*** Data section

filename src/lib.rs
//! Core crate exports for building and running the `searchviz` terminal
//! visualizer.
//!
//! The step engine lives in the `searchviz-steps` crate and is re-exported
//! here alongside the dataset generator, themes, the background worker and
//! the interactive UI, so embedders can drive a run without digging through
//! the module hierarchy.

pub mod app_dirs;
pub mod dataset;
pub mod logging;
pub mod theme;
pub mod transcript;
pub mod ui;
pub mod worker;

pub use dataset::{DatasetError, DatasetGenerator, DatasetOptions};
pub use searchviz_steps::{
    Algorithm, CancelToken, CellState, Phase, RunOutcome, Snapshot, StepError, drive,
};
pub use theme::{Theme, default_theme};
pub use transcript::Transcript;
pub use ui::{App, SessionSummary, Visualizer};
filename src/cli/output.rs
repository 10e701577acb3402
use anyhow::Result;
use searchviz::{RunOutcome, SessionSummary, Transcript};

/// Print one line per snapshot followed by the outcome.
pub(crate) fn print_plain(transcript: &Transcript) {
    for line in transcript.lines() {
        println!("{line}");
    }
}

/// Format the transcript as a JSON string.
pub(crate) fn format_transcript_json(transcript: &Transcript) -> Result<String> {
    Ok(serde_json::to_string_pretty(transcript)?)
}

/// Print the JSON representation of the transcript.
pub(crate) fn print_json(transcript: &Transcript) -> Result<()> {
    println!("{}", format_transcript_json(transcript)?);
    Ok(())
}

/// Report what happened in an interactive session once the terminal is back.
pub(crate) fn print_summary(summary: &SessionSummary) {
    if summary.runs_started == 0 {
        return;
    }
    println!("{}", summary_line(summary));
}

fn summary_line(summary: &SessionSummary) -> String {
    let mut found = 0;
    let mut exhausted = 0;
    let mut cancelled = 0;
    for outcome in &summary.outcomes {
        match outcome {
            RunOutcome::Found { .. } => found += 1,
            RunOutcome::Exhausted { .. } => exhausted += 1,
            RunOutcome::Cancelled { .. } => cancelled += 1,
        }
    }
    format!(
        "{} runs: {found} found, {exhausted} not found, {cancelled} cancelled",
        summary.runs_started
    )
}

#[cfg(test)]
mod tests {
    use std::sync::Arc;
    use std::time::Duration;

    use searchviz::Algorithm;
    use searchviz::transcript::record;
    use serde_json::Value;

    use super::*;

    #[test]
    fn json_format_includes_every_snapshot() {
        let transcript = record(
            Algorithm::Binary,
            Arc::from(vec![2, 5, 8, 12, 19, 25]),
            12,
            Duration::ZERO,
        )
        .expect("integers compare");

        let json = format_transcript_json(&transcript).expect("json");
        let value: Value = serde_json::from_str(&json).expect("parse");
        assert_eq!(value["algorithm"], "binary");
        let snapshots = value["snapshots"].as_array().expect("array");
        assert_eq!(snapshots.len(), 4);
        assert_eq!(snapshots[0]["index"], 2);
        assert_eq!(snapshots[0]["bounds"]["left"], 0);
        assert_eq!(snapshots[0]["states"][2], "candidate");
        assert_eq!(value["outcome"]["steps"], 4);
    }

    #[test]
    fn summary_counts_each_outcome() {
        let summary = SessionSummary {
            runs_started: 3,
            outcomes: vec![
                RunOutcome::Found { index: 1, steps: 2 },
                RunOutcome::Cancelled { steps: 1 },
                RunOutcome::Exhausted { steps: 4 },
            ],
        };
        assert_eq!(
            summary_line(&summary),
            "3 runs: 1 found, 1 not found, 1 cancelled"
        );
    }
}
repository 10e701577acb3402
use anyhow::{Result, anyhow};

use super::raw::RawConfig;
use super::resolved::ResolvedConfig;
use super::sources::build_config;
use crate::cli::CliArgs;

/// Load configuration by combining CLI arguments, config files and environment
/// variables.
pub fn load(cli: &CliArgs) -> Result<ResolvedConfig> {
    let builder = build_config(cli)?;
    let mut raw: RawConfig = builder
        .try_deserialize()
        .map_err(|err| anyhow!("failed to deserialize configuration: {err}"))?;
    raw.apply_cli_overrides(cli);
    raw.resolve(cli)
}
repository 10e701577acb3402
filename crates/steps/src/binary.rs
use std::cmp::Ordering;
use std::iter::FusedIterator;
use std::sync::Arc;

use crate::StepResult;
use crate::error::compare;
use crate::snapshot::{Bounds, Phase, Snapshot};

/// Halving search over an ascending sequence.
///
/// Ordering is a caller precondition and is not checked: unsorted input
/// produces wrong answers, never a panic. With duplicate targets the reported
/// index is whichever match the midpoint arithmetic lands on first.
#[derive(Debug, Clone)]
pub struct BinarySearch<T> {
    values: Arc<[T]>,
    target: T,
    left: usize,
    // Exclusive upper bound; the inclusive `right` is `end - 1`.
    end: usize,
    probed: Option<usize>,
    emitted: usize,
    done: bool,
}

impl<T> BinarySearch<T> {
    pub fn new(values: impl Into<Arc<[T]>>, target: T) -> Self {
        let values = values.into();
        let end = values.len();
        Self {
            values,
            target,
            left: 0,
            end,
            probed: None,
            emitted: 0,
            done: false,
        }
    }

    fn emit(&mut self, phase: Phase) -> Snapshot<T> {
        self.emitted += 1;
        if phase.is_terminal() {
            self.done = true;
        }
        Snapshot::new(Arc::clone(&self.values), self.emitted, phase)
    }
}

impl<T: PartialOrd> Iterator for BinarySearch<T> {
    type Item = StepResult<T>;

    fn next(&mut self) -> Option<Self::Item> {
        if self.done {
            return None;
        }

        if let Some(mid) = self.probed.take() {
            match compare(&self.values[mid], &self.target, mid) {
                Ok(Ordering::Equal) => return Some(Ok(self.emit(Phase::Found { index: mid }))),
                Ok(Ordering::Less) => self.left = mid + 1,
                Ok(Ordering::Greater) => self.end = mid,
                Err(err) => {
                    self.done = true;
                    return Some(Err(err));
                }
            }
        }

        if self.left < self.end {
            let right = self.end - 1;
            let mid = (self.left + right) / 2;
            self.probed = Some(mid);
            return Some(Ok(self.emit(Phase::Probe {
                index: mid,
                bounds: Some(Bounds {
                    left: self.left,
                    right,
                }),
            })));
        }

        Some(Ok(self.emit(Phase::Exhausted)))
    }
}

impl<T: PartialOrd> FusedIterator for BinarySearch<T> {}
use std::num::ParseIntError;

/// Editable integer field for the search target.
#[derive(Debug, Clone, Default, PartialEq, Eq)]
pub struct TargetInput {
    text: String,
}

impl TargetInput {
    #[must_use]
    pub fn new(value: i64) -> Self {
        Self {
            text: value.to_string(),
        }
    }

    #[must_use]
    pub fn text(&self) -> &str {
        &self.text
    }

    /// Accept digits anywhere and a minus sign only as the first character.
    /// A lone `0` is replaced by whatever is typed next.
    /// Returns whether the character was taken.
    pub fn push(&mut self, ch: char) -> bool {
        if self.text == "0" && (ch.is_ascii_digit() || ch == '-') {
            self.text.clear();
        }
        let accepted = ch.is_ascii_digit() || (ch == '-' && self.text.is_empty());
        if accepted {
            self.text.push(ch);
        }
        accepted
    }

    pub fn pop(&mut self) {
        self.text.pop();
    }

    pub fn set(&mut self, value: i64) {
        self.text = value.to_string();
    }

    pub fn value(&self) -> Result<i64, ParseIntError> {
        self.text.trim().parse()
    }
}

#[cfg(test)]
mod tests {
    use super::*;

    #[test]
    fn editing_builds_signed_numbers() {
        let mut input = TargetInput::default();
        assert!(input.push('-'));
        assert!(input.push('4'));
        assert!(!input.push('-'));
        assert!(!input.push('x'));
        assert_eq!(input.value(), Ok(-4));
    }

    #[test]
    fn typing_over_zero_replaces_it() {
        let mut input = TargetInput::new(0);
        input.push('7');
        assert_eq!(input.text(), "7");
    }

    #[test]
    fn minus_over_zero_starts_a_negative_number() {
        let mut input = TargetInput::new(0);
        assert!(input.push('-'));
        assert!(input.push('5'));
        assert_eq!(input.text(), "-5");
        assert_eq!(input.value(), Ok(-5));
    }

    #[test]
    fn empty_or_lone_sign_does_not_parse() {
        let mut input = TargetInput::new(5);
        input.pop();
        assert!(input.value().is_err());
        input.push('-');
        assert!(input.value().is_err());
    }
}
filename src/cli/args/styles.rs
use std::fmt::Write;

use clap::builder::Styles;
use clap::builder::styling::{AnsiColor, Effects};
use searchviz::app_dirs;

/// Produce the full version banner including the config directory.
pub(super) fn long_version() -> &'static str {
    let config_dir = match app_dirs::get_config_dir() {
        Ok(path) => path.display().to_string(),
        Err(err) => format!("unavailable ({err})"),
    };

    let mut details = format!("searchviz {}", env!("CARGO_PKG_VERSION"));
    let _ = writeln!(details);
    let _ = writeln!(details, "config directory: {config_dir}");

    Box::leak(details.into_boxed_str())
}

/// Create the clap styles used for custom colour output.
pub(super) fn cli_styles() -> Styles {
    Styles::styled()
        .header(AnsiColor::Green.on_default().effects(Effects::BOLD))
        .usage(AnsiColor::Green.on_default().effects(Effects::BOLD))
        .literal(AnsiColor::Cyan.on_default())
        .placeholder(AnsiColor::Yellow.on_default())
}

******

=== Work to be completed ===
Among the lines of the data, some contain the word "RawConfig". How many are there? Reply with the number alone.

=== Result for this exercise ===
2